Bir bebeğin açlığını gidermek için neye ihtiyacı olduğunu bilmediği hâlde içinde gerekli her türlü vitamini bulacağı annesinin sütüne kavuşması gibi insanın kendine uygun olanın verildiği bilgisiyle yol alması da ruhunun doyacağı en leziz sofradır. Benim diye bildiği kalbinin ritmine en ufak bir müdahalede bile bulunamamanın acziyetindeki sır ise teslim oluşun anahtarı. Her zorlukla birlikte kolaylığın da verileceği vaadini zerrelerine kadar hissetmek ise yol yorgunluğunun yegâne ilacı. Bunca rahmete şahitlik edip sevildiğini bilmek ise “seven” hatrına ömrünü ziyan etmeden yaşamak borcu.

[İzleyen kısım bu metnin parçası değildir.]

//! Configuration management for Pacer.

use std::path::Path;

use serde::{Deserialize, Serialize};
use tracing::info;

use crate::engine::LimiterDefinition;
use crate::error::{PacerError, Result};
use crate::presets::Preset;
use crate::ratelimit::RateLimitConfig;
use crate::retry::RetryConfig;

/// Prefix for environment overrides, e.g. `PACER__ENABLE_RETRY=false`.
pub const ENV_PREFIX: &str = "PACER";

/// Main configuration for the engine.
#[derive(Debug, Clone, Serialize, Deserialize)]
pub struct EngineConfig {
    /// Check admission before executions
    #[serde(default = "default_true")]
    pub enable_rate_limit: bool,

    /// Run executions through the limiter's retry policy
    #[serde(default = "default_true")]
    pub enable_retry: bool,

    /// On refusal, sleep for `retry_after_ms` and check again instead of failing
    #[serde(default = "default_true")]
    pub wait_on_limit: bool,

    /// Idle time after which a limiter's stats are zeroed
    #[serde(default = "default_stats_retention_ms")]
    pub stats_retention_ms: u64,

    /// How often the stale-stats cleanup runs
    #[serde(default = "default_cleanup_interval_ms")]
    pub cleanup_interval_ms: u64,

    /// Rate limit for the reserved default limiter
    #[serde(default = "default_rate_limit")]
    pub default_rate_limit: RateLimitConfig,

    /// Retry policy for the reserved default limiter
    #[serde(default)]
    pub default_retry: RetryConfig,

    /// Limiters registered at startup
    #[serde(default)]
    pub limiters: Vec<LimiterSpec>,
}

impl Default for EngineConfig {
    fn default() -> Self {
        Self {
            enable_rate_limit: true,
            enable_retry: true,
            wait_on_limit: true,
            stats_retention_ms: default_stats_retention_ms(),
            cleanup_interval_ms: default_cleanup_interval_ms(),
            default_rate_limit: default_rate_limit(),
            default_retry: RetryConfig::default(),
            limiters: Vec::new(),
        }
    }
}

fn default_true() -> bool {
    true
}

fn default_stats_retention_ms() -> u64 {
    3_600_000
}

fn default_cleanup_interval_ms() -> u64 {
    300_000
}

fn default_rate_limit() -> RateLimitConfig {
    RateLimitConfig::token_bucket(10.0, 20.0)
}

/// A limiter declared in configuration.
///
/// Either `preset` or `rate_limit` must be given. An explicit `retry`
/// replaces the preset's retry policy.
#[derive(Debug, Clone, Default, Serialize, Deserialize)]
pub struct LimiterSpec {
    #[serde(default, skip_serializing_if = "Option::is_none")]
    pub id: Option<String>,

    #[serde(default)]
    pub name: String,

    #[serde(default)]
    pub description: String,

    #[serde(default)]
    pub priority: i32,

    #[serde(default, skip_serializing_if = "Option::is_none")]
    pub preset: Option<Preset>,

    #[serde(default, skip_serializing_if = "Option::is_none")]
    pub rate_limit: Option<RateLimitConfig>,

    #[serde(default, skip_serializing_if = "Option::is_none")]
    pub retry: Option<RetryConfig>,
}

impl LimiterSpec {
    /// Resolve presets into a concrete definition.
    pub fn to_definition(&self) -> Result<LimiterDefinition> {
        let mut definition = match (&self.preset, &self.rate_limit) {
            (_, Some(rate_limit)) => LimiterDefinition::new(self.name.clone(), rate_limit.clone()),
            (Some(preset), None) => preset.definition(self.name.clone()),
            (None, None) => {
                return Err(PacerError::Config(format!(
                    "limiter '{}' needs either a preset or a rate_limit",
                    self.name
                )))
            }
        };

        if self.rate_limit.is_some() {
            definition.retry = self.preset.and_then(|preset| preset.retry());
        }
        if let Some(retry) = &self.retry {
            definition.retry = Some(retry.clone());
        }
        if !self.description.is_empty() {
            definition.description = self.description.clone();
        }
        definition.id = self.id.clone();
        definition.priority = self.priority;
        Ok(definition)
    }
}

impl EngineConfig {
    /// Load configuration from a file, with `PACER__*` environment overrides.
    ///
    /// The format follows the file extension (YAML, TOML or JSON).
    pub fn from_file<P: AsRef<Path>>(path: P) -> Result<Self> {
        let path = path.as_ref();
        info!(path = %path.display(), "Loading engine configuration");

        if !path.exists() {
            return Err(PacerError::Io(std::io::Error::new(
                std::io::ErrorKind::NotFound,
                format!("configuration file not found: {}", path.display()),
            )));
        }

        let config: EngineConfig = config::Config::builder()
            .add_source(config::File::from(path))
            .add_source(
                config::Environment::with_prefix(ENV_PREFIX)
                    .prefix_separator("__")
                    .separator("__")
                    .try_parsing(true),
            )
            .build()?
            .try_deserialize()?;

        config.validate()?;
        Ok(config)
    }

    /// Load configuration from a YAML string.
    pub fn from_yaml(yaml: &str) -> Result<Self> {
        let config: EngineConfig = serde_yaml::from_str(yaml)
            .map_err(|e| PacerError::Config(format!("Failed to parse engine config: {}", e)))?;
        config.validate()?;
        Ok(config)
    }

    /// Check engine settings, the default limiter and every declared limiter.
    pub fn validate(&self) -> Result<()> {
        if self.cleanup_interval_ms == 0 {
            return Err(PacerError::Config(
                "cleanup_interval_ms must be greater than zero".to_string(),
            ));
        }
        self.default_rate_limit.validate()?;
        self.default_retry.validate()?;

        for spec in &self.limiters {
            let definition = spec.to_definition()?;
            definition.rate_limit.validate()?;
            if let Some(retry) = &definition.retry {
                retry.validate()?;
            }
        }
        Ok(())
    }
}

#[cfg(test)]
mod tests {
    use super::*;
    use crate::ratelimit::RateLimitStrategy;
    use crate::retry::BackoffStrategy;

    #[test]
    fn test_defaults() {
        let config = EngineConfig::default();
        assert!(config.enable_rate_limit);
        assert!(config.enable_retry);
        assert!(config.wait_on_limit);
        assert_eq!(config.stats_retention_ms, 3_600_000);
        assert_eq!(config.cleanup_interval_ms, 300_000);
        assert!(config.validate().is_ok());
    }

    #[test]
    fn test_parse_yaml() {
        let yaml = r#"
enable_retry: false
stats_retention_ms: 60000
limiters:
  - name: openai
    preset: chat_completion
    priority: 10
  - name: search
    rate_limit:
      strategy: sliding_window
      requests_per_minute: 20
    retry:
      strategy: linear
      max_attempts: 2
      min_delay_ms: 100
      max_delay_ms: 1000
"#;
        let config = EngineConfig::from_yaml(yaml).unwrap();
        assert!(!config.enable_retry);
        assert!(config.enable_rate_limit);
        assert_eq!(config.stats_retention_ms, 60_000);
        assert_eq!(config.limiters.len(), 2);

        let openai = config.limiters[0].to_definition().unwrap();
        assert_eq!(openai.rate_limit.strategy, RateLimitStrategy::TokenBucket);
        assert_eq!(openai.priority, 10);
        assert!(openai.retry.is_some());

        let search = config.limiters[1].to_definition().unwrap();
        assert_eq!(search.rate_limit.requests_per_minute, Some(20));
        assert_eq!(search.retry.map(|r| r.strategy), Some(BackoffStrategy::Linear));
    }

    #[test]
    fn test_explicit_rate_limit_overrides_preset() {
        let spec = LimiterSpec {
            name: "custom".to_string(),
            preset: Some(Preset::WebSearch),
            rate_limit: Some(RateLimitConfig::fixed_window_per_minute(5)),
            ..Default::default()
        };
        let definition = spec.to_definition().unwrap();
        assert_eq!(definition.rate_limit.strategy, RateLimitStrategy::FixedWindow);
        // The preset's retry still applies.
        assert_eq!(
            definition.retry.map(|r| r.strategy),
            Some(BackoffStrategy::Linear)
        );
    }

    #[test]
    fn test_spec_without_limit_is_rejected() {
        let spec = LimiterSpec {
            name: "empty".to_string(),
            ..Default::default()
        };
        assert!(matches!(spec.to_definition(), Err(PacerError::Config(_))));
    }

    #[test]
    fn test_invalid_values_are_rejected() {
        let yaml = r#"
limiters:
  - name: broken
    rate_limit:
      strategy: fixed_window
"#;
        assert!(EngineConfig::from_yaml(yaml).is_err());

        let yaml = "cleanup_interval_ms: 0\n";
        assert!(EngineConfig::from_yaml(yaml).is_err());

        let yaml = "default_retry:\n  max_attempts: 0\n";
        assert!(EngineConfig::from_yaml(yaml).is_err());
    }

    #[test]
    fn test_from_file_missing() {
        let err = EngineConfig::from_file("/nonexistent/pacer.yaml").unwrap_err();
        assert!(matches!(err, PacerError::Io(_)));
    }
}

Şairin de dediği gibi “Takdir-i ezele teslimiz, ama gayrete de âşığız” nevinden bir yol bulmak lazım şimdi...
Hayalleri taşıyan dualarla, dualara taşan hayallerle...
O hâlde dualarına seni taşıyacak hayaller kurmak vakti. Gün tepede, henüz gönlüne gölgeler düşmeden erit hayalleri ruhunda. Dualarla buluşsun gönlün ve hakikat yurdundan kelimeler dokunsun nefesine. Gitmeye değer yerlerin kestirmesi yoktur diyen Coelho gibi, kestirme derdiyle değil yolun güzelliğiyle güzelleşmek için çık yola.
Bu yolun hakkı, yorulunca pes etmek değil, usulünce dinlenmektir. Yeri gelince sabredip vaktinden önce çiçek açmayacağını bilmektir. Yolu verene, yolcu olduğuna şükredebilmektir. Gönlünün mesken olduğu hayalinin hayırlısını istemektir. Her adımda niyet almak, her nefeste âmin demektir. Her âminde, “...Ben onlara çok yakınım.” diyen Rabbin şefkatinde ruhu eritmektir. Ayağına taş değmesin diye dertlenen dua kapılarını yitirmemek için gönül işçisi olabilmektir. En mühimi yolun sonunda başarıyı Rabbinden bilmektir.